We distilled these ideas (Hide) and found that the commonality between them is “culture and challenges that inspire us to do our best”. We chose to articulate this human truth (Embody) within the creative brief as “let us bring out the best in you”, which will form the foundation for our big idea and resulting execution.

Following this process forces prioritisation and direction. At the end you’re left with a simple, clear idea to build on.

The chimp, the human and the computer

Communicating in B2B is no different from B2C: however important rational benefits are, emotional ones resonate more.

In The Chimp Paradox (2012) Professor Steve Peters uses analogies to illustrate how and why we think, feel, and behave the way we do. He describes three components in the brain: the chimp (primal drives), the human (learned, rational responses) and the computer (points of reference for past experiences).

This model provides a useful lens for assessing how you evaluate ideas, and how your audience might receive messaging.

Should you feed the chimp? Can you appeal to the human? Is there an opportunity to tap into the computer?

We recently redesigned the brand for an insurance group’s charity. Our key audience was the people who the charity exists to support: people in and around the business applying for funding.

Reading through the funding applications, I was surprised by how raw they were. People were applying on behalf of loved ones, and their applications were heartfelt and moving. They weren’t driven by their “human”, or a desire to appear to do good. They were driven by something more primitive: love, grief and hope. This gave us permission to talk to “the chimp” by pouring these emotions into the brand manifesto, in a celebration of bravery and vulnerability.

Strip it right back

How do you get to the bottom of complex topics? For a start, don’t create more complexity by asking smart questions and using convoluted language. Instead, ask your client to talk to you as if they’re talking to a child.

We used this exercise in a client workshop as part of a product naming brief. The products in question are the epitome of “niche”: radio frequency power components that play a vital role in the way cancer treatment machines work. We needed to strip back the technical language to understand the single most compelling and distinctive thing about each product.

We asked the engineers to describe the products in no more than two sentences. Words with more than three syllables were banned. We then had them highlight keywords that were evocative or were an active verb.

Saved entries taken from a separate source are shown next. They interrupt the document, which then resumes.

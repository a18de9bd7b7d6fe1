use std::any::Any;

use axum::{
    Router,
    response::{IntoResponse, Response},
};
use http::{HeaderName, HeaderValue, header};
use tower_http::catch_panic::CatchPanicLayer;
use tower_http::cors::{Any as AnyOrigin, CorsLayer};
use tower_http::set_header::SetResponseHeaderLayer;

use crate::bootstrap::app_context::AppContext;
use crate::presentation::http::error::{ApiError, not_found_fallback};

pub mod categories;
pub mod error;
pub mod json;
pub mod questions;
pub mod quizzes;

const ALLOW_HEADERS: &str = "Content-Type, Authorization";
const ALLOW_METHODS: &str = "GET, POST, PATCH, DELETE, OPTIONS";

fn cors() -> CorsLayer {
    CorsLayer::new()
        .allow_origin(AnyOrigin)
        .allow_methods([
            http::Method::GET,
            http::Method::POST,
            http::Method::PATCH,
            http::Method::DELETE,
            http::Method::OPTIONS,
        ])
        .allow_headers([header::CONTENT_TYPE, header::AUTHORIZATION])
}

fn handle_panic(_: Box<dyn Any + Send + 'static>) -> Response {
    tracing::error!("handler_panicked");
    ApiError::Internal.into_response()
}

/// Every catalog route plus the envelope fallback and cross-origin headers.
pub fn router(ctx: AppContext) -> Router {
    Router::new()
        .merge(categories::routes(ctx.clone()))
        .merge(questions::routes(ctx.clone()))
        .merge(quizzes::routes(ctx))
        .fallback(not_found_fallback)
        .layer(CatchPanicLayer::custom(handle_panic))
        .layer(cors())
        // CorsLayer only lists these on preflight; the client expects them everywhere
        .layer(SetResponseHeaderLayer::if_not_present(
            HeaderName::from_static("access-control-allow-headers"),
            HeaderValue::from_static(ALLOW_HEADERS),
        ))
        .layer(SetResponseHeaderLayer::if_not_present(
            HeaderName::from_static("access-control-allow-methods"),
            HeaderValue::from_static(ALLOW_METHODS),
        ))
}
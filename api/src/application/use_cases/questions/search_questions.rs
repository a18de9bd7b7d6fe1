use crate::application::errors::CatalogResult;
use crate::application::ports::question_repository::QuestionRepository;
use crate::domain::trivia::page::{Page, PageRequest};
use crate::domain::trivia::question::Question;

pub struct SearchQuestions<'a, R: QuestionRepository + ?Sized> {
    pub repo: &'a R,
}

impl<'a, R: QuestionRepository + ?Sized> SearchQuestions<'a, R> {
    /// First page of matches. Zero matches is an empty page, not an error.
    pub async fn execute(&self, term: &str) -> CatalogResult<Page<Question>> {
        Ok(self.repo.search(term, PageRequest::first()).await?)
    }
}

#[cfg(test)]
mod tests {
    use super::*;
    use crate::infrastructure::memory::fixtures::sample_catalog;

    #[tokio::test]
    async fn total_counts_beyond_first_page() {
        let catalog = sample_catalog();
        let hits = SearchQuestions { repo: &catalog }
            .execute("science")
            .await
            .unwrap();
        assert_eq!(hits.items.len(), 10);
        assert_eq!(hits.total, 12);
    }

    #[tokio::test]
    async fn empty_term_matches_everything() {
        let catalog = sample_catalog();
        let hits = SearchQuestions { repo: &catalog }.execute("").await.unwrap();
        assert_eq!(hits.total, 16);
    }

    #[tokio::test]
    async fn no_match_is_empty() {
        let catalog = sample_catalog();
        let hits = SearchQuestions { repo: &catalog }
            .execute("zzzz")
            .await
            .unwrap();
        assert!(hits.items.is_empty());
        assert_eq!(hits.total, 0);
    }
}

We simplified these descriptions of why each product mattered to their audience and was different from their competitors’ and translated them into a naming theme. The result? Distinctive, memorable product names all linked to their integral value.

Showing the way

I know we’ve been successful when our clients have their “ah ha” moment: seeing their business in a different light. But guiding them to that point is only part of the journey. They need to see the value in continuing along the new path.  This requires conviction, which is most easily achieved by presenting simple, clear choices.

I have found these tried and tested processes to be invaluable for finding simplicity and clarity amid complexity. And if nothing else works, there’s always Cubitts.